Knutsen and the fellowship holder will use comparative legal research from Canada, the United States and the United Kingdom to create a new framework for understanding the subject. Knutsen intends to use this framework to recommend reforms to insurance policy interpretation principles so that disputes reach a fairer, more predictable, and more commercially sensible resolution. The research may also prompt insurance companies to deliver fairer and more efficient products so average readers can better understand their own polices.

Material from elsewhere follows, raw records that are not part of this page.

//! Message variants carried in a bridge message payload.

use crate::{DecodeError, DecodeResult};
use alloy_primitives::{Address, Bytes, U256};
use avm_value::{Value, ValueResult, bytestack_to_bytes};

/// The wire type codes of bridge messages.
#[derive(Debug, Clone, Copy, PartialEq, Eq, Hash)]
#[cfg_attr(feature = "serde", derive(serde::Serialize, serde::Deserialize))]
#[repr(u8)]
pub enum MessageType {
    /// A sequenced transaction from an externally owned account.
    SequencedTx = 0,
    /// A deposit of ETH.
    EthTransfer = 1,
    /// A deposit of ERC-20 tokens.
    Erc20Transfer = 2,
    /// A deposit of an ERC-721 token.
    Erc721Transfer = 3,
    /// A transaction sent by a contract.
    ContractTx = 4,
    /// A read-only call.
    Call = 5,
}

impl TryFrom<U256> for MessageType {
    type Error = DecodeError;

    fn try_from(code: U256) -> DecodeResult<Self> {
        match code.try_into() {
            Ok(0u8) => Ok(Self::SequencedTx),
            Ok(1) => Ok(Self::EthTransfer),
            Ok(2) => Ok(Self::Erc20Transfer),
            Ok(3) => Ok(Self::Erc721Transfer),
            Ok(4) => Ok(Self::ContractTx),
            Ok(5) => Ok(Self::Call),
            _ => Err(DecodeError::UnknownMessageType(code)),
        }
    }
}

/// The token standard of a [`TokenTransferMessage`].
///
/// Both kinds share one payload layout and decode to the same variant; the kind keeps the wire
/// code visible.
#[derive(Debug, Clone, Copy, PartialEq, Eq, Hash)]
#[cfg_attr(feature = "serde", derive(serde::Serialize, serde::Deserialize))]
pub enum TokenKind {
    /// Fungible tokens, wire code 2.
    Erc20,
    /// A non-fungible token, wire code 3.
    Erc721,
}

/// A read-only call. Payload `[to, data]`.
#[derive(Debug, Clone, PartialEq, Eq)]
#[cfg_attr(
    feature = "serde",
    derive(serde::Serialize, serde::Deserialize),
    serde(rename_all = "camelCase")
)]
pub struct CallMessage {
    /// The called contract.
    pub to: Address,
    /// The call data.
    pub data: Bytes,
}

/// A sequenced transaction. Payload `[to, sequence_num, amount, data]`.
#[derive(Debug, Clone, PartialEq, Eq)]
#[cfg_attr(
    feature = "serde",
    derive(serde::Serialize, serde::Deserialize),
    serde(rename_all = "camelCase")
)]
pub struct SequencedTxMessage {
    /// The destination.
    pub to: Address,
    /// The sender's sequence number.
    pub sequence_num: U256,
    /// The value transferred.
    pub amount: U256,
    /// The call data.
    pub data: Bytes,
}

/// An ETH deposit. Payload `[dest, amount]`.
#[derive(Debug, Clone, PartialEq, Eq)]
#[cfg_attr(
    feature = "serde",
    derive(serde::Serialize, serde::Deserialize),
    serde(rename_all = "camelCase")
)]
pub struct EthTransferMessage {
    /// The recipient.
    pub dest: Address,
    /// The value transferred.
    pub amount: U256,
}

/// A token deposit. Payload `[token_address, dest, amount]`.
#[derive(Debug, Clone, PartialEq, Eq)]
#[cfg_attr(
    feature = "serde",
    derive(serde::Serialize, serde::Deserialize),
    serde(rename_all = "camelCase")
)]
pub struct TokenTransferMessage {
    /// The token standard named by the wire code.
    pub kind: TokenKind,
    /// The token contract.
    pub token_address: Address,
    /// The recipient.
    pub dest: Address,
    /// The amount, or the token id for ERC-721.
    pub amount: U256,
}

/// A transaction sent by a contract. Payload `[to, amount, data]`.
#[derive(Debug, Clone, PartialEq, Eq)]
#[cfg_attr(
    feature = "serde",
    derive(serde::Serialize, serde::Deserialize),
    serde(rename_all = "camelCase")
)]
pub struct ContractTxMessage {
    /// The destination.
    pub to: Address,
    /// The value transferred.
    pub amount: U256,
    /// The call data.
    pub data: Bytes,
}

impl TryFrom<&Value> for CallMessage {
    type Error = avm_value::ValueError;

    fn try_from(payload: &Value) -> ValueResult<Self> {
        let [to, data] = payload.fields::<2>()?;
        Ok(Self { to: to.as_address()?, data: bytestack_to_bytes(data)? })
    }
}

impl TryFrom<&Value> for SequencedTxMessage {
    type Error = avm_value::ValueError;

    fn try_from(payload: &Value) -> ValueResult<Self> {
        let [to, sequence_num, amount, data] = payload.fields::<4>()?;
        Ok(Self {
            to: to.as_address()?,
            sequence_num: sequence_num.as_int()?,
            amount: amount.as_int()?,
            data: bytestack_to_bytes(data)?,
        })
    }
}

impl TryFrom<&Value> for EthTransferMessage {
    type Error = avm_value::ValueError;

    fn try_from(payload: &Value) -> ValueResult<Self> {
        let [dest, amount] = payload.fields::<2>()?;
        Ok(Self { dest: dest.as_address()?, amount: amount.as_int()? })
    }
}

impl TokenTransferMessage {
    fn decode(payload: &Value, kind: TokenKind) -> ValueResult<Self> {
        let [token_address, dest, amount] = payload.fields::<3>()?;
        Ok(Self {
            kind,
            token_address: token_address.as_address()?,
            dest: dest.as_address()?,
            amount: amount.as_int()?,
        })
    }
}

impl TryFrom<&Value> for ContractTxMessage {
    type Error = avm_value::ValueError;

    fn try_from(payload: &Value) -> ValueResult<Self> {
        let [to, amount, data] = payload.fields::<3>()?;
        Ok(Self { to: to.as_address()?, amount: amount.as_int()?, data: bytestack_to_bytes(data)? })
    }
}

/// A decoded bridge message payload.
#[derive(Debug, Clone, PartialEq, Eq)]
#[cfg_attr(
    feature = "serde",
    derive(serde::Serialize, serde::Deserialize),
    serde(tag = "type", rename_all = "camelCase")
)]
pub enum MessageVariant {
    /// A read-only call (type 5).
    Call(CallMessage),
    /// A sequenced transaction (type 0).
    SequencedTx(SequencedTxMessage),
    /// An ETH deposit (type 1).
    EthTransfer(EthTransferMessage),
    /// A token deposit (types 2 and 3).
    TokenTransfer(TokenTransferMessage),
    /// A contract transaction (type 4).
    ContractTx(ContractTxMessage),
}

impl MessageVariant {
    /// Decodes the payload of a bridge message with the given wire type code.
    pub fn decode(type_code: U256, payload: &Value) -> DecodeResult<Self> {
        let message_type = MessageType::try_from(type_code)?;
        let decoded = match message_type {
            MessageType::SequencedTx => {
                SequencedTxMessage::try_from(payload).map(Self::SequencedTx)
            }
            MessageType::EthTransfer => {
                EthTransferMessage::try_from(payload).map(Self::EthTransfer)
            }
            MessageType::Erc20Transfer => {
                TokenTransferMessage::decode(payload, TokenKind::Erc20).map(Self::TokenTransfer)
            }
            MessageType::Erc721Transfer => {
                TokenTransferMessage::decode(payload, TokenKind::Erc721).map(Self::TokenTransfer)
            }
            MessageType::ContractTx => ContractTxMessage::try_from(payload).map(Self::ContractTx),
            MessageType::Call => CallMessage::try_from(payload).map(Self::Call),
        };
        decoded.map_err(|source| DecodeError::MalformedPayload { message_type, source })
    }

    /// Returns the wire type of this message.
    pub const fn message_type(&self) -> MessageType {
        match self {
            Self::Call(_) => MessageType::Call,
            Self::SequencedTx(_) => MessageType::SequencedTx,
            Self::EthTransfer(_) => MessageType::EthTransfer,
            Self::TokenTransfer(TokenTransferMessage { kind: TokenKind::Erc20, .. }) => {
                MessageType::Erc20Transfer
            }
            Self::TokenTransfer(TokenTransferMessage { kind: TokenKind::Erc721, .. }) => {
                MessageType::Erc721Transfer
            }
            Self::ContractTx(_) => MessageType::ContractTx,
        }
    }

    /// Returns the destination address of this message.
    pub const fn dest(&self) -> Address {
        match self {
            Self::Call(msg) => msg.to,
            Self::SequencedTx(msg) => msg.to,
            Self::EthTransfer(msg) => msg.dest,
            Self::TokenTransfer(msg) => msg.dest,
            Self::ContractTx(msg) => msg.to,
        }
    }
}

The successful PhD applicant will have an opportunity to work intensively on a comparative law project in an academic field that is largely untapped in Canada. Knutsen says the field is exciting because it is so “wide open” and because “there is room for creativity and thinking outside-the-box.” The student will engage directly with theoretical issues to develop the new insurance law framework by directly engaging with theoretical accounts of insurance law, contract law and tort law. Knutsen says this work will be especially valuable to students interested in pursuing a career in academia. Furthermore, the student will have the opportunity to co-present findings and to present his or her own research to Canadian and international academics and practitioners. This contact will expand the junior researcher’s professional network.

As Knutsen says, “Insurance is pervasive in Canadian society.” Now, his new project will give a doctoral student a unique opportunity to better the ways in which insurance law affects the lives of Canadians.